From: David Stevens <dlstevens@...ibm.com>
Date: Sat, 26 Apr 2008 00:00:49 -0700
> I did see that plain old structure field __attribute((4))__
> wasn't correct (still padded), and gcc docs use the same language
> to define the behavior for structure field attribute "aligned" and
> type attribute "aligned" (at least with my limited research).

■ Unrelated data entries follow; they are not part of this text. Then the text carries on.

//! Prometheus instruments for the probe
//!
//! All instruments live in an explicit [`prometheus::Registry`] owned by
//! [`Metrics`]; nothing is registered globally. The two gauges are refreshed
//! by the scrape handler on every `/metrics` request, the counters are bumped
//! by the components that observe the corresponding events and are never
//! reset.

use prometheus::{Gauge, IntCounter, IntCounterVec, Opts, Registry, TextEncoder};

/// Metric context object, passed to each component at construction
pub struct Metrics {
    registry: Registry,

    /// Seconds between probe origination and inbox arrival
    pub message_delay: Gauge,

    /// Origination time of the most recently observed probe, unix seconds
    pub message_timestamp: Gauge,

    /// Stale probe messages deleted from the inbox
    pub deletions: IntCounter,

    errors: IntCounterVec,
}

impl Metrics {
    /// Create and register all instruments
    ///
    /// # Errors
    ///
    /// Returns an error if an instrument cannot be constructed or registered,
    /// which would indicate a naming collision.
    pub fn new() -> Result<Self, prometheus::Error> {
        let registry = Registry::new();

        let message_delay = Gauge::new(
            "mailalive_message_delay",
            "Seconds between probe origination and inbox arrival",
        )?;
        let message_timestamp = Gauge::new(
            "mailalive_message_timestamp",
            "Origination time of the most recently observed probe, in unix seconds",
        )?;
        let errors = IntCounterVec::new(
            Opts::new("mailalive_errors_total", "Probe errors by source"),
            &["error"],
        )?;
        let deletions = IntCounter::new(
            "mailalive_deletions_total",
            "Stale probe messages deleted from the inbox",
        )?;

        registry.register(Box::new(message_delay.clone()))?;
        registry.register(Box::new(message_timestamp.clone()))?;
        registry.register(Box::new(errors.clone()))?;
        registry.register(Box::new(deletions.clone()))?;

        // Materialize both error series so they scrape as 0 from the start
        errors.with_label_values(&["mailgun"]);
        errors.with_label_values(&["imap"]);

        Ok(Self {
            registry,
            message_delay,
            message_timestamp,
            deletions,
            errors,
        })
    }

    /// Counter handle for failed probe sends
    #[must_use]
    pub fn mailgun_errors(&self) -> IntCounter {
        self.errors.with_label_values(&["mailgun"])
    }

    /// Counter handle for failed inbox reconciliations
    #[must_use]
    pub fn imap_errors(&self) -> IntCounter {
        self.errors.with_label_values(&["imap"])
    }

    /// Render the registry in the Prometheus text exposition format
    ///
    /// # Errors
    ///
    /// Returns an error if encoding fails.
    pub fn encode(&self) -> Result<String, prometheus::Error> {
        TextEncoder::new().encode_to_string(&self.registry.gather())
    }
}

So,
> it surprised me that the field attribute results in pad and the
> type attribute doesn't, and I wonder if it's good to rely on that
> difference given the same documentation for both as "minimum alignment".
> But if the compiler changes its notion of when to pad this in a way
> that breaks it, we can always revisit it later. :-)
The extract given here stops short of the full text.